(WORK TO BE COMPLETED) A verbatim copy of the entries is the required answer.

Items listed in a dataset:
==========

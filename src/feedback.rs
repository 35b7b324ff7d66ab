//! The user feedback channel: status line, audible alert and repaint requests

use crate::types::BBox;

/// Sink for everything the engines tell the user
pub trait Feedback {
    /// Show a status-line message
    fn put_msg(&mut self, msg: &str);

    /// Sound the alert that accompanies a failure
    fn beep(&mut self);

    /// Ask the canvas to repaint a region
    fn redisplay(&mut self, _region: BBox) {}
}

/// Records every call, for tests and for hosts that render the log later
#[derive(Debug, Clone, Default, PartialEq)]
pub struct MessageLog {
    pub messages: Vec<String>,
    pub beeps: usize,
    pub redisplayed: Vec<BBox>,
}

impl MessageLog {
    pub fn new() -> Self {
        Self::default()
    }

    pub fn last_message(&self) -> Option<&str> {
        self.messages.last().map(String::as_str)
    }
}

impl Feedback for MessageLog {
    fn put_msg(&mut self, msg: &str) {
        self.messages.push(msg.to_owned());
    }

    fn beep(&mut self) {
        self.beeps += 1;
    }

    fn redisplay(&mut self, region: BBox) {
        self.redisplayed.push(region);
    }
}

/// Discards everything
#[derive(Debug, Clone, Copy, Default)]
pub struct Silent;

impl Feedback for Silent {
    fn put_msg(&mut self, _msg: &str) {}

    fn beep(&mut self) {}
}

/// Report a failure: the error's message, then the alert
pub(crate) fn report_failure(feedback: &mut dyn Feedback, err: &dyn std::fmt::Display) {
    feedback.put_msg(&err.to_string());
    feedback.beep();
}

==========

(FINISHED TASK)
filename src/feedback.rs
repository 35b7b324ff7d66ab
//! The user feedback channel: status line, audible alert and repaint requests

use crate::types::BBox;

/// Sink for everything the engines tell the user
pub trait Feedback {
    /// Show a status-line message
    fn put_msg(&mut self, msg: &str);

    /// Sound the alert that accompanies a failure
    fn beep(&mut self);

    /// Ask the canvas to repaint a region
    fn redisplay(&mut self, _region: BBox) {}
}

/// Records every call, for tests and for hosts that render the log later
#[derive(Debug, Clone, Default, PartialEq)]
pub struct MessageLog {
    pub messages: Vec<String>,
    pub beeps: usize,
    pub redisplayed: Vec<BBox>,
}

impl MessageLog {
    pub fn new() -> Self {
        Self::default()
    }

    pub fn last_message(&self) -> Option<&str> {
        self.messages.last().map(String::as_str)
    }
}

impl Feedback for MessageLog {
    fn put_msg(&mut self, msg: &str) {
        self.messages.push(msg.to_owned());
    }

    fn beep(&mut self) {
        self.beeps += 1;
    }

    fn redisplay(&mut self, region: BBox) {
        self.redisplayed.push(region);
    }
}

/// Discards everything
#[derive(Debug, Clone, Copy, Default)]
pub struct Silent;

impl Feedback for Silent {
    fn put_msg(&mut self, _msg: &str) {}

    fn beep(&mut self) {}
}

/// Report a failure: the error's message, then the alert
pub(crate) fn report_failure(feedback: &mut dyn Feedback, err: &dyn std::fmt::Display) {
    feedback.put_msg(&err.to_string());
    feedback.beep();
}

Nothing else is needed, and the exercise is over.